What factors should be considered as part of the conversation around pricing?

JT’s thoughts:

You do not set pricing in isolation. Imagine if we were McDonalds. If we were looking to launch a new burger, we’d need to consider where it would sit among the other food items and other burgers in our portfolio. The same is true of the other burgers available elsewhere from competitors.

Then there are company goals and potential political influences that affect the price we set.

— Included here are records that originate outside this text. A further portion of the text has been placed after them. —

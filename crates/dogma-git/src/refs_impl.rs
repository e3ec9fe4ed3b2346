//! gix-backed ref operations.
//!
//! Ref CAS goes through `Repository::reference` with a
//! [`PreviousValue`](gix::refs::transaction::PreviousValue) expectation; git's
//! internal ref locking makes the update atomic. A preemptive read produces
//! precise [`StoreError::RefConflict`] messages — the transaction error gix
//! reports on a loose-ref CAS failure does not identify the mismatch, so
//! classifying it after the fact is best-effort string matching.

use crate::error::StoreError;
use crate::gix_store::GixStore;
use crate::objects_impl::{from_gix_oid, to_gix_oid};
use crate::types::{Expectation, Oid, RefName};

/// The `HEAD` symbolic ref.
#[must_use]
pub fn head() -> RefName {
    RefName::known("HEAD")
}

/// The single branch every dogma repository carries.
#[must_use]
pub fn master() -> RefName {
    RefName::known("refs/heads/master")
}

pub fn read_ref(store: &GixStore, name: &RefName) -> Result<Option<Oid>, StoreError> {
    let repo = store.local();
    let Some(mut reference) =
        repo.try_find_reference(name.as_str())
            .map_err(|e| StoreError::Backend {
                message: format!("failed to look up ref {name}: {e}"),
            })?
    else {
        return Ok(None);
    };
    let id = reference
        .peel_to_id_in_place()
        .map_err(|e| StoreError::Backend {
            message: format!("failed to peel ref {name}: {e}"),
        })?;
    Ok(Some(from_gix_oid(id.detach())?))
}

pub fn update_ref(
    store: &GixStore,
    name: &RefName,
    new: Oid,
    expected: Expectation,
) -> Result<(), StoreError> {
    use gix::refs::transaction::PreviousValue;

    // Preemptive check for a precise conflict message; the transaction below
    // still enforces the expectation atomically at the git layer.
    let current = read_ref(store, name)?;
    match (expected, current) {
        (Expectation::MustNotExist, Some(oid)) => {
            return Err(StoreError::RefConflict {
                ref_name: name.to_string(),
                message: format!("ref already exists at {oid}"),
            });
        }
        (Expectation::MustMatch(want), Some(have)) if want != have => {
            return Err(StoreError::RefConflict {
                ref_name: name.to_string(),
                message: format!("expected {want}, found {have}"),
            });
        }
        (Expectation::MustMatch(want), None) => {
            return Err(StoreError::RefConflict {
                ref_name: name.to_string(),
                message: format!("expected {want}, found no ref"),
            });
        }
        _ => {}
    }

    let previous = match expected {
        Expectation::MustNotExist => PreviousValue::MustNotExist,
        Expectation::MustMatch(oid) => {
            PreviousValue::MustExistAndMatch(gix::refs::Target::from(to_gix_oid(oid)))
        }
        Expectation::Any => PreviousValue::Any,
    };

    let repo = store.local();
    repo.reference(name.as_str(), to_gix_oid(new), previous, "dogma: update-ref")
        .map_err(|e| classify_edit_error(name, &e.to_string()))?;
    Ok(())
}

pub fn set_symbolic_ref(
    store: &GixStore,
    name: &RefName,
    target: &RefName,
) -> Result<(), StoreError> {
    use gix::refs::transaction::{Change, LogChange, PreviousValue, RefEdit, RefLog};

    let repo = store.local();
    let full_name: gix::refs::FullName =
        name.as_str().try_into().map_err(|e| StoreError::Backend {
            message: format!("invalid ref name {name}: {e}"),
        })?;
    let target_name: gix::refs::FullName =
        target.as_str().try_into().map_err(|e| StoreError::Backend {
            message: format!("invalid ref name {target}: {e}"),
        })?;

    repo.edit_reference(RefEdit {
        change: Change::Update {
            log: LogChange {
                mode: RefLog::AndReference,
                force_create_reflog: false,
                message: "dogma: set symbolic ref".into(),
            },
            expected: PreviousValue::Any,
            new: gix::refs::Target::Symbolic(target_name),
        },
        name: full_name,
        deref: false,
    })
    .map_err(|e| StoreError::Backend {
        message: format!("failed to set symbolic ref {name} -> {target}: {e}"),
    })?;
    Ok(())
}

pub fn list_refs(store: &GixStore, prefix: &str) -> Result<Vec<(RefName, Oid)>, StoreError> {
    let repo = store.local();
    let platform = repo.references().map_err(|e| StoreError::Backend {
        message: format!("failed to open ref iterator: {e}"),
    })?;
    let iter = platform.prefixed(prefix).map_err(|e| StoreError::Backend {
        message: format!("failed to list refs under '{prefix}': {e}"),
    })?;

    let mut out = Vec::new();
    for result in iter {
        let reference = result.map_err(|e| StoreError::Backend {
            message: format!("failed to read ref: {e}"),
        })?;
        let full_name = reference.name().as_bstr().to_string();
        // Symbolic refs (only HEAD in practice) are not part of a listing.
        let Some(id) = reference.try_id() else {
            continue;
        };
        let name = RefName::new(&full_name).map_err(|e| StoreError::Backend {
            message: format!("backend returned unusable ref name: {e}"),
        })?;
        out.push((name, from_gix_oid(id.detach())?));
    }
    out.sort_by(|a, b| a.0.cmp(&b.0));
    Ok(out)
}

pub fn rename_ref(store: &GixStore, old: &RefName, new: &RefName) -> Result<(), StoreError> {
    let oid = read_ref(store, old)?.ok_or_else(|| StoreError::ObjectNotFound {
        message: format!("ref {old} does not exist"),
    })?;
    update_ref(store, new, oid, Expectation::MustNotExist)?;
    delete_ref(store, old)
}

pub fn delete_ref(store: &GixStore, name: &RefName) -> Result<(), StoreError> {
    let repo = store.local();
    match repo
        .try_find_reference(name.as_str())
        .map_err(|e| StoreError::Backend {
            message: format!("failed to look up ref {name}: {e}"),
        })? {
        Some(reference) => reference.delete().map_err(|e| StoreError::Backend {
            message: format!("failed to delete ref {name}: {e}"),
        }),
        None => Ok(()),
    }
}

fn classify_edit_error(name: &RefName, message: &str) -> StoreError {
    let lowered = message.to_lowercase();
    if lowered.contains("match") || lowered.contains("exist") || lowered.contains("out of date") {
        StoreError::RefConflict {
            ref_name: name.to_string(),
            message: message.to_owned(),
        }
    } else {
        StoreError::Backend {
            message: format!("failed to update ref {name}: {message}"),
        }
    }
}
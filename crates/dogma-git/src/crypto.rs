//! Key handling for the encrypted key-value backend.
//!
//! Two-level scheme: every repository owns a random data-encryption key
//! (DEK) used to seal object payloads; the DEK itself is stored wrapped by
//! the process-wide key-encryption key (KEK). Rotating the KEK re-wraps the
//! DEK and bumps the stored key version — object ciphertext, object ids,
//! and plaintext bytes are untouched.

use ring::aead::{AES_256_GCM, Aad, LessSafeKey, NONCE_LEN, Nonce, UnboundKey};
use ring::rand::{SecureRandom, SystemRandom};
use serde::{Deserialize, Serialize};

use crate::error::StoreError;

/// Length in bytes of DEK and KEK material (AES-256).
pub const KEY_LEN: usize = 32;

// ---------------------------------------------------------------------------
// Kek
// ---------------------------------------------------------------------------

/// The process-wide key-encryption key, with its rotation version.
///
/// Initialized once at startup from server configuration; never serialized
/// by this crate.
#[derive(Clone)]
pub struct Kek {
    version: u32,
    key: [u8; KEY_LEN],
}

impl Kek {
    /// Build a KEK from raw key material and a rotation version.
    #[must_use]
    pub const fn new(version: u32, key: [u8; KEY_LEN]) -> Self {
        Self { version, key }
    }

    /// The rotation version of this KEK.
    #[must_use]
    pub const fn version(&self) -> u32 {
        self.version
    }
}

impl std::fmt::Debug for Kek {
    fn fmt(&self, f: &mut std::fmt::Formatter<'_>) -> std::fmt::Result {
        // Key material stays out of logs.
        f.debug_struct("Kek").field("version", &self.version).finish_non_exhaustive()
    }
}

// ---------------------------------------------------------------------------
// Dek
// ---------------------------------------------------------------------------

/// A per-repository data-encryption key.
pub(crate) struct Dek {
    key: [u8; KEY_LEN],
}

impl Dek {
    /// Generate a fresh random DEK.
    pub(crate) fn generate() -> Result<Self, StoreError> {
        let rng = SystemRandom::new();
        let mut key = [0u8; KEY_LEN];
        rng.fill(&mut key).map_err(|_| StoreError::Cipher {
            message: "failed to generate DEK".to_owned(),
        })?;
        Ok(Self { key })
    }

    /// Seal `plaintext`, binding it to `aad`.
    pub(crate) fn seal(&self, aad: &[u8], plaintext: &[u8]) -> Result<SealedBox, StoreError> {
        seal_with(&self.key, aad, plaintext)
    }

    /// Open a sealed record previously bound to `aad`.
    pub(crate) fn open(&self, aad: &[u8], sealed: &SealedBox) -> Result<Vec<u8>, StoreError> {
        open_with(&self.key, aad, sealed)
    }
}

// ---------------------------------------------------------------------------
// Wrapped DEK persistence
// ---------------------------------------------------------------------------

/// The on-disk form of a wrapped DEK (`dek.json`).
#[derive(Debug, Serialize, Deserialize)]
pub(crate) struct WrappedDek {
    /// The KEK version the DEK is currently wrapped with.
    pub key_version: u32,
    /// AEAD nonce, hex-encoded.
    pub nonce: String,
    /// Wrapped key material (ciphertext + tag), hex-encoded.
    pub wrapped: String,
}

const DEK_AAD: &[u8] = b"dogma-dek";

impl WrappedDek {
    /// Wrap `dek` with `kek`.
    pub(crate) fn wrap(dek: &Dek, kek: &Kek) -> Result<Self, StoreError> {
        let sealed = seal_with(&kek.key, DEK_AAD, &dek.key)?;
        Ok(Self {
            key_version: kek.version,
            nonce: hex_encode(&sealed.nonce),
            wrapped: hex_encode(&sealed.ciphertext),
        })
    }

    /// Unwrap with `kek`, verifying the stored key version matches.
    pub(crate) fn unwrap_with(&self, kek: &Kek) -> Result<Dek, StoreError> {
        if self.key_version != kek.version {
            return Err(StoreError::Cipher {
                message: format!(
                    "KEK version mismatch: DEK is wrapped with version {}, \
                     the process KEK is version {}",
                    self.key_version, kek.version
                ),
            });
        }
        let sealed = SealedBox {
            nonce: decode_nonce(&self.nonce)?,
            ciphertext: hex_decode(&self.wrapped)?,
        };
        let material = open_with(&kek.key, DEK_AAD, &sealed)?;
        let key: [u8; KEY_LEN] = material.try_into().map_err(|_| StoreError::Cipher {
            message: "unwrapped DEK has the wrong length".to_owned(),
        })?;
        Ok(Dek { key })
    }
}

// ---------------------------------------------------------------------------
// AEAD primitives
// ---------------------------------------------------------------------------

/// A nonce plus ciphertext-with-tag, as stored on disk.
pub(crate) struct SealedBox {
    pub(crate) nonce: [u8; NONCE_LEN],
    pub(crate) ciphertext: Vec<u8>,
}

fn seal_with(key: &[u8; KEY_LEN], aad: &[u8], plaintext: &[u8]) -> Result<SealedBox, StoreError> {
    let unbound = UnboundKey::new(&AES_256_GCM, key).map_err(|_| StoreError::Cipher {
        message: "invalid AES-256-GCM key".to_owned(),
    })?;
    let sealing = LessSafeKey::new(unbound);

    let rng = SystemRandom::new();
    let mut nonce = [0u8; NONCE_LEN];
    rng.fill(&mut nonce).map_err(|_| StoreError::Cipher {
        message: "failed to generate nonce".to_owned(),
    })?;

    let mut buf = plaintext.to_vec();
    sealing
        .seal_in_place_append_tag(Nonce::assume_unique_for_key(nonce), Aad::from(aad), &mut buf)
        .map_err(|_| StoreError::Cipher {
            message: "seal failed".to_owned(),
        })?;
    Ok(SealedBox {
        nonce,
        ciphertext: buf,
    })
}

fn open_with(
    key: &[u8; KEY_LEN],
    aad: &[u8],
    sealed: &SealedBox,
) -> Result<Vec<u8>, StoreError> {
    let unbound = UnboundKey::new(&AES_256_GCM, key).map_err(|_| StoreError::Cipher {
        message: "invalid AES-256-GCM key".to_owned(),
    })?;
    let opening = LessSafeKey::new(unbound);

    let mut buf = sealed.ciphertext.clone();
    let plaintext = opening
        .open_in_place(
            Nonce::assume_unique_for_key(sealed.nonce),
            Aad::from(aad),
            &mut buf,
        )
        .map_err(|_| StoreError::Cipher {
            message: "open failed (wrong key or corrupt record)".to_owned(),
        })?;
    Ok(plaintext.to_vec())
}

// ---------------------------------------------------------------------------
// Hex helpers
// ---------------------------------------------------------------------------

pub(crate) fn hex_encode(bytes: &[u8]) -> String {
    use std::fmt::Write as _;
    let mut out = String::with_capacity(bytes.len() * 2);
    for b in bytes {
        let _ = write!(out, "{b:02x}");
    }
    out
}

pub(crate) fn hex_decode(s: &str) -> Result<Vec<u8>, StoreError> {
    if s.len() % 2 != 0 {
        return Err(StoreError::Cipher {
            message: "hex string has odd length".to_owned(),
        });
    }
    let mut out = Vec::with_capacity(s.len() / 2);
    let bytes = s.as_bytes();
    for chunk in bytes.chunks(2) {
        let hi = hex_val(chunk[0])?;
        let lo = hex_val(chunk[1])?;
        out.push((hi << 4) | lo);
    }
    Ok(out)
}

fn hex_val(b: u8) -> Result<u8, StoreError> {
    match b {
        b'0'..=b'9' => Ok(b - b'0'),
        b'a'..=b'f' => Ok(b - b'a' + 10),
        b'A'..=b'F' => Ok(b - b'A' + 10),
        _ => Err(StoreError::Cipher {
            message: format!("invalid hex digit '{}'", b as char),
        }),
    }
}

fn decode_nonce(s: &str) -> Result<[u8; NONCE_LEN], StoreError> {
    let bytes = hex_decode(s)?;
    bytes.try_into().map_err(|_| StoreError::Cipher {
        message: "nonce has the wrong length".to_owned(),
    })
}

// ---------------------------------------------------------------------------
// Tests
// ---------------------------------------------------------------------------
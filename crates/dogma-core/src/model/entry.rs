//! Entries — the files and directories stored at a revision.

use serde::{Deserialize, Serialize};
use serde_json::Value;

use crate::error::Error;
use crate::path::FilePath;

/// The type of an entry.
#[derive(Clone, Copy, Debug, PartialEq, Eq, Serialize, Deserialize)]
#[serde(rename_all = "SCREAMING_SNAKE_CASE")]
pub enum EntryType {
    /// A UTF-8 encoded JSON file.
    Json,
    /// A UTF-8 encoded text file.
    Text,
    /// A directory.
    Directory,
}

impl EntryType {
    /// The entry type implied by a path: `.json` files are JSON, everything
    /// else is text.
    #[must_use]
    pub fn for_file(path: &FilePath) -> Self {
        if path.is_json() { Self::Json } else { Self::Text }
    }
}

/// The content of a file entry.
#[derive(Clone, Debug, PartialEq, Eq, Serialize, Deserialize)]
#[serde(rename_all = "SCREAMING_SNAKE_CASE")]
#[serde(tag = "type", content = "content")]
pub enum EntryContent {
    /// Parsed JSON content.
    Json(Value),
    /// UTF-8 text content.
    Text(String),
}

/// A file or a directory at some revision.
///
/// Directory entries never carry content. File entries loaded through
/// `find` with `fetch_content: false` carry `content: None`; `get` always
/// loads content for files.
#[derive(Clone, Debug, PartialEq, Eq, Serialize, Deserialize)]
#[serde(rename_all = "camelCase")]
pub struct Entry {
    /// Path of this entry.
    pub path: FilePath,
    /// The entry type.
    #[serde(rename = "type")]
    pub kind: EntryType,
    /// Content, when loaded.
    #[serde(skip_serializing_if = "Option::is_none")]
    pub content: Option<EntryContent>,
}

impl Entry {
    /// A JSON file entry with content.
    #[must_use]
    pub fn json(path: FilePath, value: Value) -> Self {
        Self {
            path,
            kind: EntryType::Json,
            content: Some(EntryContent::Json(value)),
        }
    }

    /// A text file entry with content.
    #[must_use]
    pub fn text(path: FilePath, text: impl Into<String>) -> Self {
        Self {
            path,
            kind: EntryType::Text,
            content: Some(EntryContent::Text(text.into())),
        }
    }

    /// A directory entry.
    #[must_use]
    pub fn directory(path: FilePath) -> Self {
        Self {
            path,
            kind: EntryType::Directory,
            content: None,
        }
    }

    /// A file entry whose content was not fetched.
    #[must_use]
    pub fn without_content(path: FilePath, kind: EntryType) -> Self {
        Self {
            path,
            kind,
            content: None,
        }
    }

    /// The JSON content of this entry.
    ///
    /// # Errors
    /// [`Error::QueryFailed`] if the entry is not JSON or content was not
    /// fetched.
    pub fn content_as_json(&self) -> Result<&Value, Error> {
        match &self.content {
            Some(EntryContent::Json(value)) => Ok(value),
            _ => Err(Error::QueryFailed {
                path: self.path.to_string(),
                message: "entry has no JSON content".to_owned(),
            }),
        }
    }
}

#[cfg(test)]
mod tests {
    use serde_json::json;

    use super::*;

    #[test]
    fn entry_type_follows_suffix() {
        assert_eq!(
            EntryType::for_file(&FilePath::new("/a.json").unwrap()),
            EntryType::Json
        );
        assert_eq!(
            EntryType::for_file(&FilePath::new("/a.txt").unwrap()),
            EntryType::Text
        );
    }

    #[test]
    fn content_serializes_with_type_tag() {
        let content = EntryContent::Json(json!([1]));
        let value = serde_json::to_value(&content).unwrap();
        assert_eq!(value, json!({"type": "JSON", "content": [1]}));
    }

    #[test]
    fn directory_entry_has_no_content() {
        let entry = Entry::directory(FilePath::new("/conf").unwrap());
        let value = serde_json::to_value(&entry).unwrap();
        assert_eq!(value["type"], "DIRECTORY");
        assert!(value.get("content").is_none());
    }

    #[test]
    fn content_as_json_rejects_text() {
        let entry = Entry::text(FilePath::new("/a.txt").unwrap(), "hi\n");
        assert!(entry.content_as_json().is_err());
    }
}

The most important thing is to identify perceived value. And the only way to do this is to talk to your potential customers or prospects. There are a lot of things that fall into this conversation about perceived value.

Jon’s thoughts:

How you price your product / service says something about its quality (using a basic 2 axis competitor positioning map is useful here). This extends to putting pricing up or down – for instance price discounting can have a much longer lasting (negative) impact on your future demand (and the price you can charge) than just the period over which you’re running the discount.

What specific considerations should be taken for setting a pricing strategy for a brand-new product or service?

JT’s thoughts:

When launching a new product, it’s important to bring pricing in at the start. This helps to work out if there’s a place in the market for this product / service to sit and what the ballpark might be. This allows you to scope the range of product features that are needed or the need to test the value of features.

Bethan’s thoughts:

ChatGPT is a good example. The price point of the pro version had a lot of discussion – trying to work out what the price should be. It was clear they were scrambling to assign a price and monetise something that hadn’t had a whole lot of consideration beforehand. The perceived value changes depending on the customer cohort; different groups of people will perceive very different value from your product. That’s why SaaS products often have different tiers of pricing / plans.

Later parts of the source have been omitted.